Exercise | The answer should match the records character for character.

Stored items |
*** Block opens ***
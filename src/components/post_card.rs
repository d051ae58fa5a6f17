//! Post Card Component
//!
//! Feed card for one post. The author header loads on its own.

use feed_core::{ContentService, Route};
use leptos::prelude::*;

use crate::components::{Avatar, Link};
use crate::context::use_app_context;
use crate::models::{AuthorView, PostCardView};

#[component]
pub fn PostCard(card: PostCardView) -> impl IntoView {
    let ctx = use_app_context();
    let author_id = card.author_id;

    let author = LocalResource::new(move || {
        let services = ctx.services();
        async move {
            services
                .content
                .get_author(author_id)
                .await
                .map(|a| AuthorView::from_author(&a))
                .ok()
        }
    });

    let header = move || match author.get().flatten() {
        Some(profile) => view! {
            <Link route=Route::Profile(author_id) class="post-card-author">
                <Avatar src=Some(profile.avatar.clone()) initials=profile.initials.clone() />
                <span class="author-name">{profile.full_name.clone()}</span>
                <span class="author-handle">{profile.handle.clone()}</span>
            </Link>
        }
        .into_any(),
        None => view! { <div class="post-card-author skeleton"></div> }.into_any(),
    };

    let tags = card.tags.clone();

    view! {
        <article class="post-card">
            {header}
            <Link route=Route::Post(card.id)>
                <h3 class="post-card-title">{card.title.clone()}</h3>
            </Link>
            <p class="post-card-body">{card.excerpt.clone()}</p>
            <div class="post-card-tags">
                {tags
                    .into_iter()
                    .map(|tag| {
                        let label = format!("#{}", tag);
                        view! { <Link route=Route::tag(&tag) class="badge">{label}</Link> }
                    })
                    .collect_view()}
            </div>
            <footer class="post-card-footer">
                <span class="post-card-reactions">{card.reactions_label.clone()}</span>
                <Link route=Route::Post(card.id)>"Comments"</Link>
            </footer>
        </article>
    }
}

/// Placeholder cards shown while a list loads
#[component]
pub fn PostCardSkeleton(count: usize) -> impl IntoView {
    (0..count)
        .map(|_| {
            view! {
                <div class="post-card skeleton-card">
                    <div class="skeleton skeleton-avatar"></div>
                    <div class="skeleton skeleton-line"></div>
                    <div class="skeleton skeleton-line"></div>
                    <div class="skeleton skeleton-line short"></div>
                </div>
            }
        })
        .collect_view()
}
*** Block closes ***
Solution for this task |
filename src/components/post_card.rs
repository d051ae58fa5a6f17
//! Post Card Component
//!
//! Feed card for one post. The author header loads on its own.

use feed_core::{ContentService, Route};
use leptos::prelude::*;

use crate::components::{Avatar, Link};
use crate::context::use_app_context;
use crate::models::{AuthorView, PostCardView};

#[component]
pub fn PostCard(card: PostCardView) -> impl IntoView {
    let ctx = use_app_context();
    let author_id = card.author_id;

    let author = LocalResource::new(move || {
        let services = ctx.services();
        async move {
            services
                .content
                .get_author(author_id)
                .await
                .map(|a| AuthorView::from_author(&a))
                .ok()
        }
    });

    let header = move || match author.get().flatten() {
        Some(profile) => view! {
            <Link route=Route::Profile(author_id) class="post-card-author">
                <Avatar src=Some(profile.avatar.clone()) initials=profile.initials.clone() />
                <span class="author-name">{profile.full_name.clone()}</span>
                <span class="author-handle">{profile.handle.clone()}</span>
            </Link>
        }
        .into_any(),
        None => view! { <div class="post-card-author skeleton"></div> }.into_any(),
    };

    let tags = card.tags.clone();

    view! {
        <article class="post-card">
            {header}
            <Link route=Route::Post(card.id)>
                <h3 class="post-card-title">{card.title.clone()}</h3>
            </Link>
            <p class="post-card-body">{card.excerpt.clone()}</p>
            <div class="post-card-tags">
                {tags
                    .into_iter()
                    .map(|tag| {
                        let label = format!("#{}", tag);
                        view! { <Link route=Route::tag(&tag) class="badge">{label}</Link> }
                    })
                    .collect_view()}
            </div>
            <footer class="post-card-footer">
                <span class="post-card-reactions">{card.reactions_label.clone()}</span>
                <Link route=Route::Post(card.id)>"Comments"</Link>
            </footer>
        </article>
    }
}

/// Placeholder cards shown while a list loads
#[component]
pub fn PostCardSkeleton(count: usize) -> impl IntoView {
    (0..count)
        .map(|_| {
            view! {
                <div class="post-card skeleton-card">
                    <div class="skeleton skeleton-avatar"></div>
                    <div class="skeleton skeleton-line"></div>
                    <div class="skeleton skeleton-line"></div>
                    <div class="skeleton skeleton-line short"></div>
                </div>
            }
        })
        .collect_view()
}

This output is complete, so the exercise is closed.